The event was spread across five historical sites; the Williamston Depot Museum, Branch School, St. Katherine’s Episcopal Chapel, Foote Cemetery and Summit Cemetery.
The Branch School, 985 Sherwood Road, is reopening to the public for the first time as a historical site. It had fallen into disrepair after it was closed, and it took a group of workers nearly three years to completely restore the building said the Williamston Chamber of Commerce in a statement on Sunday.
Activities at the Williamston History Museum included the unveiling of a new Ingham County Historical Marker and the opening of a new history of Williamston exhibit.

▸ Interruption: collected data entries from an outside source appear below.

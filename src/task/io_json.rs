//! JSON serialization for `detection_tasks.json`.
//!
//! The file is a plain JSON array of [`DetectionTask`] records. It is
//! written pretty-printed (2-space indent) with non-ASCII text left as-is.
//! On read, only a file that is not a JSON array is an error; each element
//! is converted on its own and malformed fields fall back to defaults.

use std::fs::{self, File};
use std::io::{BufReader, BufWriter, Write};
use std::path::Path;

use serde_json::Value;

use super::lenient;
use super::model::DetectionTask;
use crate::error::SftError;

/// File name of the intermediate task list inside the output directory.
pub const DETECTION_TASKS_FILE: &str = "detection_tasks.json";

/// Reads detection tasks from a JSON file.
///
/// # Errors
/// Returns an error if the file cannot be read or is not a JSON array.
pub fn read_tasks_json(path: &Path) -> Result<Vec<DetectionTask>, SftError> {
    let file = File::open(path).map_err(SftError::Io)?;
    let reader = BufReader::new(file);

    let values: Vec<Value> =
        serde_json::from_reader(reader).map_err(|source| SftError::TasksJsonParse {
            path: path.to_path_buf(),
            source,
        })?;
    Ok(lenient::from_values(values))
}

/// Writes detection tasks to a JSON file, creating parent directories.
///
/// # Errors
/// Returns an error if the file cannot be written.
pub fn write_tasks_json(path: &Path, tasks: &[DetectionTask]) -> Result<(), SftError> {
    if let Some(parent) = path.parent().filter(|p| !p.as_os_str().is_empty()) {
        fs::create_dir_all(parent).map_err(SftError::Io)?;
    }

    let file = File::create(path).map_err(SftError::Io)?;
    let mut writer = BufWriter::new(file);

    serde_json::to_writer_pretty(&mut writer, tasks).map_err(|source| {
        SftError::TasksJsonWrite {
            path: path.to_path_buf(),
            source,
        }
    })?;
    writer.flush().map_err(SftError::Io)
}

/// Reads detection tasks from a JSON string.
///
/// Useful for testing without file I/O.
pub fn from_json_str(json: &str) -> Result<Vec<DetectionTask>, serde_json::Error> {
    let values: Vec<Value> = serde_json::from_str(json)?;
    Ok(lenient::from_values(values))
}

/// Writes detection tasks to a JSON string.
///
/// Useful for testing without file I/O.
pub fn to_json_string(tasks: &[DetectionTask]) -> Result<String, serde_json::Error> {
    serde_json::to_string_pretty(tasks)
}

/// Fuzz-only entrypoint for task list parsing.
#[cfg(feature = "fuzzing")]
pub fn fuzz_parse_tasks_json(input: &str) -> Result<(), serde_json::Error> {
    let _ = from_json_str(input)?;
    Ok(())
}
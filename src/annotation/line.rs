//! Single-line parsing for VisDrone-style annotation rows.
//!
//! A row is `x1,y1,x2,y2,<score>,category_id[,...]`. Only the first four
//! fields and the sixth are read; everything else is ignored.

use crate::parse_log::LineOutcome;
use crate::task::Detection;

/// Minimum number of comma-separated fields on a usable row.
pub const MIN_FIELDS: usize = 6;

const CATEGORY_FIELD: usize = 5;
const COORD_NAMES: [&str; 4] = ["x1", "y1", "x2", "y2"];

/// Classify one raw annotation line.
pub fn parse_annotation_line(line: &str) -> LineOutcome {
    let trimmed = line.trim();
    if trimmed.is_empty() {
        return LineOutcome::Empty;
    }

    let fields: Vec<&str> = trimmed.split(',').collect();
    if fields.len() < MIN_FIELDS {
        return LineOutcome::InsufficientFields {
            found: fields.len(),
            content: trimmed.to_string(),
        };
    }

    match parse_fields(&fields) {
        Ok((bbox, category_id)) => LineOutcome::Parsed { category_id, bbox },
        Err(error) => LineOutcome::Failed {
            content: trimmed.to_string(),
            error,
        },
    }
}

/// Build the detection for a successfully parsed line.
pub fn detection_for(category_id: i64, bbox: [f64; 4]) -> Detection {
    Detection::new(
        bbox[0],
        bbox[1],
        bbox[2],
        bbox[3],
        category_id,
        class_label(category_id),
    )
}

/// Placeholder label used before any category names are known.
pub fn class_label(category_id: i64) -> String {
    format!("class_{}", category_id)
}

fn parse_fields(fields: &[&str]) -> Result<([f64; 4], i64), String> {
    let mut bbox = [0.0; 4];
    for (slot, (raw, name)) in bbox.iter_mut().zip(fields.iter().zip(COORD_NAMES)) {
        *slot = parse_coord(raw, name)?;
    }

    let raw = fields[CATEGORY_FIELD].trim();
    let category_id = raw
        .parse::<i64>()
        .map_err(|_| format!("invalid category_id '{raw}'; expected integer"))?;

    Ok((bbox, category_id))
}

fn parse_coord(raw: &str, name: &str) -> Result<f64, String> {
    let raw = raw.trim();
    let value = raw
        .parse::<f64>()
        .map_err(|_| format!("invalid {name} '{raw}'; expected floating-point number"))?;

    // JSON has no representation for NaN or infinity.
    if !value.is_finite() {
        return Err(format!("invalid {name} '{raw}'; expected finite number"));
    }
    Ok(value)
}
//! Skip diagnostics and the end-of-run summary for SFT formatting.
//!
//! Nothing that goes wrong inside a single task aborts the run; it is
//! recorded as a [`SkipEntry`] and reported at the end.

use serde::Serialize;
use std::fmt;
use std::path::PathBuf;

use crate::category::CategoryMapping;

/// How many skip entries the summary lists before truncating.
pub const SKIP_PREVIEW_LIMIT: usize = 10;

/// Why a task or detection was left out of the SFT output.
#[derive(Clone, Copy, Debug, PartialEq, Eq, Hash, Serialize)]
pub enum SkipReason {
    #[serde(rename = "Image file name is missing")]
    ImageFileMissing,
    #[serde(rename = "Image file does not exist")]
    ImageMissing,
    #[serde(rename = "Coordinates contain None values")]
    NullCoordinates,
    #[serde(rename = "No valid detections")]
    NoValidDetections,
}

impl SkipReason {
    pub fn as_str(&self) -> &'static str {
        match self {
            SkipReason::ImageFileMissing => "Image file name is missing",
            SkipReason::ImageMissing => "Image file does not exist",
            SkipReason::NullCoordinates => "Coordinates contain None values",
            SkipReason::NoValidDetections => "No valid detections",
        }
    }

    /// Returns true if the whole task was dropped, not just one detection.
    pub fn skips_task(&self) -> bool {
        !matches!(self, SkipReason::NullCoordinates)
    }
}

impl fmt::Display for SkipReason {
    fn fmt(&self, f: &mut fmt::Formatter<'_>) -> fmt::Result {
        f.write_str(self.as_str())
    }
}

/// One skipped task or detection.
#[derive(Clone, Debug, PartialEq, Serialize)]
pub struct SkipEntry {
    /// Empty when the task has no usable image file name.
    pub image_file: String,

    pub reason: SkipReason,

    /// Position of the task in the input, for tasks without a file name.
    #[serde(skip_serializing_if = "Option::is_none")]
    pub task_idx: Option<usize>,

    /// Index of the skipped detection within its task.
    #[serde(skip_serializing_if = "Option::is_none")]
    pub detection_idx: Option<usize>,

    /// Number of detections dropped along with the task.
    #[serde(skip_serializing_if = "Option::is_none")]
    pub detections_skipped: Option<usize>,

    #[serde(skip_serializing_if = "Option::is_none")]
    pub category_id: Option<i64>,

    #[serde(skip_serializing_if = "Option::is_none")]
    pub label: Option<String>,
}

impl SkipEntry {
    /// A task dropped as a whole.
    pub fn task(image_file: impl Into<String>, reason: SkipReason, detections: usize) -> Self {
        Self {
            image_file: image_file.into(),
            reason,
            task_idx: None,
            detection_idx: None,
            detections_skipped: Some(detections),
            category_id: None,
            label: None,
        }
    }

    /// A task dropped because it names no image file.
    pub fn unnamed_task(task_idx: usize, detections: usize) -> Self {
        Self {
            task_idx: Some(task_idx),
            ..Self::task("", SkipReason::ImageFileMissing, detections)
        }
    }

    /// A single detection dropped from a task.
    pub fn detection(
        image_file: impl Into<String>,
        detection_idx: usize,
        category_id: i64,
        label: impl Into<String>,
    ) -> Self {
        Self {
            image_file: image_file.into(),
            reason: SkipReason::NullCoordinates,
            task_idx: None,
            detection_idx: Some(detection_idx),
            detections_skipped: None,
            category_id: Some(category_id),
            label: Some(label.into()),
        }
    }
}

impl fmt::Display for SkipEntry {
    fn fmt(&self, f: &mut fmt::Formatter<'_>) -> fmt::Result {
        match self.task_idx {
            Some(idx) if self.image_file.is_empty() => {
                write!(f, "<task #{}> | Reason: {}", idx, self.reason)
            }
            _ => write!(f, "{} | Reason: {}", self.image_file, self.reason),
        }
    }
}

/// Summary of a completed formatting run.
#[derive(Clone, Debug)]
pub struct FormatReport {
    /// Tasks read from the input.
    pub total_tasks: usize,
    /// Tasks that produced an SFT record.
    pub processed: usize,
    pub skipped: Vec<SkipEntry>,
    pub output_path: PathBuf,
    /// The mapping after the run, including labels added along the way.
    pub mapping: CategoryMapping,
}

impl FormatReport {
    /// Tasks that produced no record.
    pub fn skipped_tasks(&self) -> usize {
        self.skipped
            .iter()
            .filter(|entry| entry.reason.skips_task())
            .count()
    }
}

impl fmt::Display for FormatReport {
    fn fmt(&self, f: &mut fmt::Formatter<'_>) -> fmt::Result {
        writeln!(f, "=== Processing Summary ===")?;
        writeln!(f, "Total tasks: {}", self.total_tasks)?;
        writeln!(f, "Successfully processed: {}", self.processed)?;
        writeln!(f, "Skipped tasks: {}", self.skipped_tasks())?;
        writeln!(f, "Skip entries: {}", self.skipped.len())?;

        if !self.skipped.is_empty() {
            writeln!(f)?;
            let shown = self.skipped.len().min(SKIP_PREVIEW_LIMIT);
            writeln!(f, "First {} skipped record(s):", shown)?;
            for entry in self.skipped.iter().take(SKIP_PREVIEW_LIMIT) {
                writeln!(f, "- {}", entry)?;
            }
        }

        writeln!(f)?;
        writeln!(f, "SFT data saved to: {}", self.output_path.display())?;
        writeln!(f, "Category ID to Name Mapping:")?;
        for (id, label) in self.mapping.iter() {
            writeln!(f, "  {}: {}", id, label)?;
        }

        Ok(())
    }
}
#![allow(dead_code)]

use proptest::prelude::*;
use proptest::strategy::BoxedStrategy;
use proptest::test_runner::{Config as ProptestConfig, FileFailurePersistence};

use visdrone_sft::task::{Coord, Detection, DetectionTask, ImageId, TaskType};

pub fn proptest_config() -> ProptestConfig {
    let cases = std::env::var("PROPTEST_CASES")
        .ok()
        .and_then(|v| v.parse::<u32>().ok())
        .unwrap_or(64);

    let mut config = ProptestConfig::with_failure_persistence(FileFailurePersistence::WithSource(
        "proptest-regressions",
    ));
    config.cases = cases;
    config.max_shrink_iters = 1024;
    config
}

/// Finite coordinates in the range VisDrone frames actually use, with at
/// most two decimals so text and JSON round-trips are exact.
pub fn coord_strategy() -> BoxedStrategy<f64> {
    prop_oneof![
        (0u32..4000).prop_map(f64::from),
        (0u32..400_000).prop_map(|n| f64::from(n) / 100.0),
    ]
    .boxed()
}

/// Task file coordinates: integers stay integers, floats stay floats.
pub fn task_coord_strategy() -> BoxedStrategy<Coord> {
    prop_oneof![
        (-100i64..4000).prop_map(Coord::Int),
        coord_strategy().prop_map(Coord::Float),
    ]
    .boxed()
}

pub fn category_strategy() -> BoxedStrategy<i64> {
    (-1i64..=12).boxed()
}

/// A syntactically valid annotation row and the values it encodes.
pub fn arb_valid_line() -> BoxedStrategy<(String, [f64; 4], i64)> {
    (
        [coord_strategy(), coord_strategy(), coord_strategy(), coord_strategy()],
        category_strategy(),
        0u8..=1,
        proptest::collection::vec(0u8..=2, 0..3),
    )
        .prop_map(|(bbox, category_id, score, trailing)| {
            let mut fields: Vec<String> = bbox.iter().map(|v| v.to_string()).collect();
            fields.push(score.to_string());
            fields.push(category_id.to_string());
            fields.extend(trailing.iter().map(|v| v.to_string()));
            (fields.join(","), bbox, category_id)
        })
        .boxed()
}

/// A row with fewer than six fields.
pub fn arb_short_line() -> BoxedStrategy<String> {
    proptest::collection::vec(coord_strategy(), 1..6)
        .prop_map(|fields| {
            fields
                .iter()
                .map(|v| v.to_string())
                .collect::<Vec<_>>()
                .join(",")
        })
        .boxed()
}

/// A six-field row with one required field replaced by garbage.
pub fn arb_non_numeric_line() -> BoxedStrategy<String> {
    (
        arb_valid_line(),
        prop::sample::select(vec![0usize, 1, 2, 3, 5]),
        "[a-z]{1,6}",
    )
        .prop_map(|((line, _, _), slot, junk)| {
            let mut fields: Vec<String> = line.split(',').map(str::to_string).collect();
            fields[slot] = junk;
            fields.join(",")
        })
        .boxed()
}

fn arb_detection() -> BoxedStrategy<Detection> {
    (
        proptest::option::weighted(0.9, task_coord_strategy()),
        proptest::option::weighted(0.9, task_coord_strategy()),
        proptest::option::weighted(0.9, task_coord_strategy()),
        proptest::option::weighted(0.9, task_coord_strategy()),
        "[a-z_]{1,12}",
        category_strategy(),
    )
        .prop_map(|(x1, y1, x2, y2, label, category_id)| Detection {
            x1,
            y1,
            x2,
            y2,
            label,
            category_id,
        })
        .boxed()
}

pub fn arb_tasks(max_tasks: usize, max_detections: usize) -> BoxedStrategy<Vec<DetectionTask>> {
    proptest::collection::vec(
        (
            proptest::option::of(any::<i64>().prop_map(ImageId::new)),
            proptest::option::weighted(0.95, "[a-z0-9_]{1,10}\\.jpg"),
            proptest::collection::vec(arb_detection(), 0..=max_detections),
        )
            .prop_map(|(image_id, image_file, detections)| DetectionTask {
                image_id,
                image_file,
                task_type: TaskType::Detection,
                detections,
            }),
        0..=max_tasks,
    )
    .boxed()
}
//! Box coordinate values as they appear in task files.

use serde::{Deserialize, Serialize};
use serde_json::Value;
use std::fmt;

/// One box coordinate.
///
/// Integers and floats are kept apart so a task file written by another
/// tool round-trips unchanged and renders the way it was written (`10`
/// stays `10`, `10.0` stays `10.0`). The annotation parser always
/// produces [`Coord::Float`].
#[derive(Clone, Copy, Debug, PartialEq, Serialize, Deserialize)]
#[serde(untagged)]
pub enum Coord {
    Int(i64),
    Float(f64),
}

impl Coord {
    /// Returns the coordinate as a float.
    pub fn as_f64(self) -> f64 {
        match self {
            Coord::Int(v) => v as f64,
            Coord::Float(v) => v,
        }
    }

    /// Reads a coordinate from any JSON value.
    ///
    /// Numbers are taken as-is and numeric strings are coerced. Anything
    /// else, `null` included, counts as absent.
    pub fn from_json(value: &Value) -> Option<Self> {
        match value {
            Value::Number(n) => match n.as_i64() {
                Some(v) => Some(Coord::Int(v)),
                None => n.as_f64().map(Coord::Float),
            },
            Value::String(s) => {
                let s = s.trim();
                if let Ok(v) = s.parse::<i64>() {
                    return Some(Coord::Int(v));
                }
                s.parse::<f64>()
                    .ok()
                    .filter(|v| v.is_finite())
                    .map(Coord::Float)
            }
            _ => None,
        }
    }
}

impl From<f64> for Coord {
    fn from(value: f64) -> Self {
        Coord::Float(value)
    }
}

impl From<i64> for Coord {
    fn from(value: i64) -> Self {
        Coord::Int(value)
    }
}

impl fmt::Display for Coord {
    fn fmt(&self, f: &mut fmt::Formatter<'_>) -> fmt::Result {
        match self {
            Coord::Int(v) => write!(f, "{}", v),
            Coord::Float(v) => f.write_str(&float_text(*v)),
        }
    }
}

/// Shortest round-trip float text with a fractional part (`10.0`, `0.5`).
///
/// Exponent form kicks in below 1e-4 and from 1e16 up, and is written with
/// a sign and at least two digits (`1e+16`, `2.5e-05`).
fn float_text(value: f64) -> String {
    let text = format!("{:?}", value);
    match text.split_once('e') {
        Some((mantissa, exponent)) => {
            let (sign, digits) = match exponent.strip_prefix('-') {
                Some(digits) => ('-', digits),
                None => ('+', exponent),
            };
            format!("{mantissa}e{sign}{digits:0>2}")
        }
        None => text,
    }
}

“(The Williamston Depot Museum) has had a marker for quite some time now, but a year or so ago one of the teachers at Williamston High School realized that the information on the plaque wasn’t correct,” Johnson said. “So we called the Ingham County offices and they made us a new plaque. That is what we wanted to show off.”
In previous years the exhibits at the Williamston Depot Museum had focused on the history of the building and the railroad in Williamston, but it was recently decided by the museum curators to remodel the exhibits and include a ‘History of Williamston’ portion.
“We cleaned out all of the permanent cases that we had on the floor, and we changed nine of them into our history of Williamston exhibit,” Johnson said. “Visitors can now come in and see Williamston grow from when Native Americans lived in the area up until the 1900s.”
History Day drew several hundred visitors to each venue, and the event planners expressed their support for continuing the event in the future.
“It’s a good event for Williamston, I think it should continue for a long time,” said Rosemary Phillips of the Williamston Historical Society.